Le prime carte scoperte da Arcelor Mittal rischiano di complicare ulteriormente la trattativa Ilva. Il tavolo di ieri mattina ha discusso degli inquadramenti contrattuali e le parole del gruppo indiano hanno aggravato una situazione già difficile. I manager che dovranno guidare la nuova Ilva non si discostano di un millimetro dal contratto sottoscritto con il governo. Vogliono riassumere solo 10mila dei 14mila attuali lavoratori del gruppo. All’interno dei riassunti – la discontinuità è richiesta dalla commissione europea – però ci sarebbe un’ulteriore divisione: solo 8500 sarebbero riassunti, altri circa 1500 sarebbero invece esternalizzati tornando in carico alla amministrazione straordinaria attuale (che avrebbe poi in carico anche le bonifiche).
Quanto alle condizioni contrattuali tutta la contrattazione aziendale in vigore – rimasta ferma dal 2010 – sarebbe congelata almeno fino al 2023. Si tratta di 14esima, premi variabili e fissi per un valore annuale di circa 6mila euro.
Per tutte queste ragioni i sindacati di Taranto sono giù sul piede di guerra. «Per il sindacato non solo non devono esserci licenziamenti, ma deve anche essere garantita la continuità economica, sui diritti legge e di contratto – scrivono in una nota unitaria Fim, Fiom, Uilm e Usb di Taranto – Se non dovessero esserci delle modifiche importanti sulle rivendicazioni sindacali, continueranno a venir meno le condizioni per proseguire la trattativa».
Sulla stessa linea la Fiom nazionale che con Rosario Rappa ha ribadito di partecipare alla prossima riunione fissata per venerdì solo per «rispetto istituzionale».

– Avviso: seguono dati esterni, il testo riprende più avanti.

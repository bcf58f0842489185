use std::time::Duration;

use chrono::{DateTime, Utc};
use serde::{Deserialize, Serialize};

/// Why an executed action failed.
#[derive(Serialize, Deserialize, Debug, Clone, Copy, PartialEq, Eq, strum::AsRefStr, strum::EnumString, strum::Display)]
#[serde(rename_all = "snake_case")]
#[strum(serialize_all = "snake_case")]
pub enum ErrorKind {
    /// the client returned an error or reported the operation as failed
    Remote,
    /// the call exceeded the action timeout and was cancelled
    Timeout,
    /// BOF arguments could not be packed
    Packing,
    /// a `{{#action.field#}}` reference could not be resolved
    Template,
}

/// Recorded outcome of one executed action.
///
/// Exactly one is produced per action that reaches execution. Skipped
/// actions produce none.
#[derive(Serialize, Deserialize, Debug, Clone, PartialEq)]
pub struct ActionResult {
    pub name: String,
    #[serde(rename = "type")]
    pub action_type: String,
    pub start_time: DateTime<Utc>,
    pub end_time: DateTime<Utc>,
    pub duration: Duration,
    pub success: bool,
    #[serde(default, skip_serializing_if = "String::is_empty")]
    pub output: String,
    #[serde(default, skip_serializing_if = "Option::is_none")]
    pub error: Option<String>,
    #[serde(default, skip_serializing_if = "Option::is_none")]
    pub error_kind: Option<ErrorKind>,
}

impl ActionResult {
    /// Fields a condition source or template can read.
    pub const FIELDS: [&'static str; 6] = ["output", "success", "error", "error_kind", "duration_ms", "type"];

    pub fn field(
        &self,
        field: &str,
    ) -> Option<String> {
        match field {
            "output" => Some(self.output.clone()),
            "success" => Some(self.success.to_string()),
            "error" => Some(self.error.clone().unwrap_or_default()),
            "error_kind" => Some(self.error_kind.map(|k| k.to_string()).unwrap_or_default()),
            "duration_ms" => Some(self.duration.as_millis().to_string()),
            "type" => Some(self.action_type.clone()),
            _ => None,
        }
    }

    pub fn is_timeout(&self) -> bool {
        self.error_kind == Some(ErrorKind::Timeout)
    }
}

#[cfg(test)]
mod tests {
    use super::*;

    fn sample() -> ActionResult {
        let now = Utc::now();
        ActionResult {
            name: "ls".to_string(),
            action_type: "shell".to_string(),
            start_time: now,
            end_time: now,
            duration: Duration::from_millis(1500),
            success: false,
            output: String::new(),
            error: Some("action timed out after 1.5s".to_string()),
            error_kind: Some(ErrorKind::Timeout),
        }
    }

    #[test]
    fn test_fields() {
        let result = sample();
        assert_eq!(result.field("success").as_deref(), Some("false"));
        assert_eq!(result.field("error_kind").as_deref(), Some("timeout"));
        assert_eq!(result.field("duration_ms").as_deref(), Some("1500"));
        assert_eq!(result.field("type").as_deref(), Some("shell"));
        assert_eq!(result.field("pid"), None);
        assert!(result.is_timeout());
    }

    #[test]
    fn test_serialize_skips_empty() {
        let value = serde_json::to_value(sample()).unwrap();
        assert_eq!(value["type"], "shell");
        assert_eq!(value["error_kind"], "timeout");
        assert!(value.get("output").is_none());
    }
}
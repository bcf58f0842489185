//! BOF argument packing.
//!
//! Native extension modules run by the beacon read their arguments from a
//! single buffer produced here. The layout is fixed by the consumer and must
//! be reproduced byte for byte:
//!
//! - `int` (`i`): 4 bytes big-endian, no prefix
//! - `short` (`s`): 2 bytes big-endian, no prefix
//! - `string` (`z`): 4-byte big-endian length, bytes, NUL; length counts the NUL
//! - `wstring` (`Z`): 4-byte big-endian length, UTF-16LE units, 2-byte NUL; length in bytes
//! - `binary` (`b`): 4-byte big-endian length, raw bytes

mod argument;
mod packer;

pub use argument::{BofArgType, BofArgument};
pub use packer::{pack, pack_to_base64};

Difficilmente Mittal scenderà a compromessi in soli due giorni, quando si presenterà al tavolo con una proposta scritta proprio sull’inquadramento contrattuale che rischia di far arrabbiare ulteriormente i lavoratori dei vari siti. Per questo diventa decisiva la posizione del governo che finora ha fatto il mero osservatore al tavolo sostenendo che fosse il solo sindacato a dover far cambiare le posizioni dell’azienda. Domani la viceministro Teresa Bellanova sarà costretta a prendere posizione. Diversamente concluderà la sua esperienza al ministero con l’ennesima crisi non risolta.